Promoting Algorithmic Fairness in Clinical Risk Prediction
-1.png&w=3840&q=100)
This brief examines the debate on algorithmic fairness in clinical predictive algorithms and recommends paths to safer, more equitable healthcare AI.
Key Takeaways
We studied the trade-offs clinical predictive algorithms face between accuracy and fairness for outcomes like hospital mortality, prolonged stays in the hospital, and 30-day readmissions to the hospital. We found that techniques that make these programs more fair can degrade performance of the algorithm for everyone across the board.
Making algorithmic fixes on the developer’s side should only be one option to fix this. Policymakers should consider ways to incentivize model developers to engage in participatory design practices that incorporate perspectives from patient advocacy groups and civil society organizations.

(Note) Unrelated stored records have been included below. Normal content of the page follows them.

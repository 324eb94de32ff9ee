use axum::{
    extract::{Path, Query, State},
    http::StatusCode,
    response::IntoResponse,
    Json,
};

use crate::{
    model::{
        api::ErrorDto,
        teacher::{CreateTeacherDto, TeacherDto, TeacherFilterParam, UpdateTeacherDto},
    },
    server::{
        controller::school::SCHOOL_TAG,
        error::AppError,
        model::teacher::{CreateTeacherParam, Teacher, UpdateTeacherParam},
        state::AppState,
    },
};

/// Tag for grouping teacher endpoints in OpenAPI documentation
pub static TEACHER_TAG: &str = "teacher";

fn into_dtos(teachers: Vec<Teacher>) -> Vec<TeacherDto> {
    teachers.into_iter().map(Teacher::into_dto).collect()
}

/// List teachers.
///
/// # Arguments
/// - `state` - Application state holding the service container
/// - `filter` - Optional `schoolId` restricting the list to one school
///
/// # Returns
/// - `200 OK` - Teachers ordered by id
/// - `500 Internal Server Error` - Database error
#[utoipa::path(
    get,
    path = "/teachers",
    tag = TEACHER_TAG,
    params(TeacherFilterParam),
    responses(
        (status = 200, description = "Successfully retrieved teachers", body = Vec<TeacherDto>),
        (status = 500, description = "Internal server error", body = ErrorDto)
    ),
)]
pub async fn list_teachers(
    State(state): State<AppState>,
    Query(filter): Query<TeacherFilterParam>,
) -> Result<impl IntoResponse, AppError> {
    let teachers = state.teacher_service()?.list(filter.school_id).await?;

    Ok((StatusCode::OK, Json(into_dtos(teachers))))
}

/// List the teachers of a school.
///
/// # Returns
/// - `200 OK` - The school's teachers, possibly empty
/// - `404 Not Found` - No school with this id
/// - `500 Internal Server Error` - Database error
#[utoipa::path(
    get,
    path = "/schools/{id}/teachers",
    tag = SCHOOL_TAG,
    params(
        ("id" = i32, Path, description = "School id")
    ),
    responses(
        (status = 200, description = "Successfully retrieved teachers", body = Vec<TeacherDto>),
        (status = 404, description = "School not found", body = ErrorDto),
        (status = 500, description = "Internal server error", body = ErrorDto)
    ),
)]
pub async fn list_school_teachers(
    State(state): State<AppState>,
    Path(id): Path<i32>,
) -> Result<impl IntoResponse, AppError> {
    let teachers = state.teacher_service()?.list_by_school(id).await?;

    Ok((StatusCode::OK, Json(into_dtos(teachers))))
}

/// Get a teacher by id.
///
/// # Returns
/// - `200 OK` - The teacher
/// - `404 Not Found` - No teacher with this id
/// - `500 Internal Server Error` - Database error
#[utoipa::path(
    get,
    path = "/teachers/{id}",
    tag = TEACHER_TAG,
    params(
        ("id" = i32, Path, description = "Teacher id")
    ),
    responses(
        (status = 200, description = "Successfully retrieved teacher", body = TeacherDto),
        (status = 404, description = "Teacher not found", body = ErrorDto),
        (status = 500, description = "Internal server error", body = ErrorDto)
    ),
)]
pub async fn get_teacher(
    State(state): State<AppState>,
    Path(id): Path<i32>,
) -> Result<impl IntoResponse, AppError> {
    let teacher = state.teacher_service()?.get(id).await?;

    Ok((StatusCode::OK, Json(teacher.into_dto())))
}

/// Create a new teacher.
///
/// # Arguments
/// - `state` - Application state holding the service container
/// - `payload` - Teacher data; `schoolId` is optional
///
/// # Returns
/// - `201 Created` - The created teacher
/// - `400 Bad Request` - Blank field, malformed email or unknown school
/// - `409 Conflict` - Email already used by another teacher
/// - `500 Internal Server Error` - Database error
#[utoipa::path(
    post,
    path = "/teachers",
    tag = TEACHER_TAG,
    request_body = CreateTeacherDto,
    responses(
        (status = 201, description = "Successfully created teacher", body = TeacherDto),
        (status = 400, description = "Invalid teacher data", body = ErrorDto),
        (status = 409, description = "Email already in use", body = ErrorDto),
        (status = 500, description = "Internal server error", body = ErrorDto)
    ),
)]
pub async fn create_teacher(
    State(state): State<AppState>,
    Json(payload): Json<CreateTeacherDto>,
) -> Result<impl IntoResponse, AppError> {
    let param = CreateTeacherParam::from_dto(payload)?;
    let teacher = state.teacher_service()?.create(param).await?;

    Ok((StatusCode::CREATED, Json(teacher.into_dto())))
}

/// Update a teacher.
///
/// Only the fields present in the payload change; `"schoolId": null` unassigns
/// the teacher.
///
/// # Returns
/// - `200 OK` - The updated teacher
/// - `400 Bad Request` - Blank field, malformed email or unknown school
/// - `404 Not Found` - No teacher with this id
/// - `409 Conflict` - Email already used by another teacher
/// - `500 Internal Server Error` - Database error
#[utoipa::path(
    put,
    path = "/teachers/{id}",
    tag = TEACHER_TAG,
    params(
        ("id" = i32, Path, description = "Teacher id")
    ),
    request_body = UpdateTeacherDto,
    responses(
        (status = 200, description = "Successfully updated teacher", body = TeacherDto),
        (status = 400, description = "Invalid teacher data", body = ErrorDto),
        (status = 404, description = "Teacher not found", body = ErrorDto),
        (status = 409, description = "Email already in use", body = ErrorDto),
        (status = 500, description = "Internal server error", body = ErrorDto)
    ),
)]
pub async fn update_teacher(
    State(state): State<AppState>,
    Path(id): Path<i32>,
    Json(payload): Json<UpdateTeacherDto>,
) -> Result<impl IntoResponse, AppError> {
    let param = UpdateTeacherParam::from_dto(payload)?;
    let teacher = state.teacher_service()?.update(id, param).await?;

    Ok((StatusCode::OK, Json(teacher.into_dto())))
}

/// Delete a teacher.
///
/// # Returns
/// - `204 No Content` - Teacher deleted
/// - `404 Not Found` - No teacher with this id
/// - `500 Internal Server Error` - Database error
#[utoipa::path(
    delete,
    path = "/teachers/{id}",
    tag = TEACHER_TAG,
    params(
        ("id" = i32, Path, description = "Teacher id")
    ),
    responses(
        (status = 204, description = "Successfully deleted teacher"),
        (status = 404, description = "Teacher not found", body = ErrorDto),
        (status = 500, description = "Internal server error", body = ErrorDto)
    ),
)]
pub async fn delete_teacher(
    State(state): State<AppState>,
    Path(id): Path<i32>,
) -> Result<impl IntoResponse, AppError> {
    state.teacher_service()?.delete(id).await?;

    Ok(StatusCode::NO_CONTENT)
}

Algorithmic fixes may work in some contexts, but others may require policymakers to mandate that a human stays in the decision-making loop or the use of the algorithm may not be worthwhile at all.
Executive Summary
Healthcare providers and medical professionals are increasingly using machine learning to advance how treatment is delivered to patients. From medical image analysis to a range of data processing functions, these machine learning applications will only continue to shape patient-care experiences and medical outcomes. Developers, doctors, patients, and policymakers are just some of the stakeholders grappling with these algorithmic uses.
That said, there is a fundamental problem with machine learning in healthcare: We cannot assume developers are making strides to remedy bias and other fairness issues in a concerted manner. Discriminatory AI decision-making is concerning in any setting. This is especially pronounced in a clinical setting, where individuals’ well-being and physical safety are on the line, and where medical professionals face life-or-death decisions every day.
Until now, the conversation about measuring algorithmic fairness in healthcare has focused on fairness itself—and has not fully taken into account how fairness techniques could impact clinical predictive models, which are often derived from large clinical datasets. Our new research, published in the Journal of Biomedical Informatics, seeks to ground this debate in evidence, and suggests the best way forward in developing fairer machine learning tools for a clinical setting.
We explicitly measure trade-offs in the fairness and performance of clinical predictive models. Using three large datasets spanning decades of health outcomes—such as hospital mortality, prolonged stays in the hospital, and 30-day readmissions to the hospital—our research compared these outcomes with three different notions of fairness across demographic groupings—such as race, ethnicity, sex, and age. In total, we find that improvements in algorithmic fairness, based on minimizing differences between demographic groups, cause lowered performance across multiple metrics. This exposes many challenges ahead in successfully mitigating bias in algorithms of the kind that has long plagued certain demographics within the United States.
Policymakers should recognize that there is no technical solution to address unfairness in clinical predictive models that does not decrease accuracy. Consequently, they should consider ways to incentivize responsible algorithm development alongside policies that address broader, structural healthcare inequities such as those caused by racism and socioeconomic inequality. The use of clinical predictive models must either be narrowly calibrated to a particular setting or constructed so that a human healthcare provider stays in the decision-making loop to ensure fair patient treatment. If machine learning models do not promote health equity, it may be appropriate to abstain from using an algorithm altogether.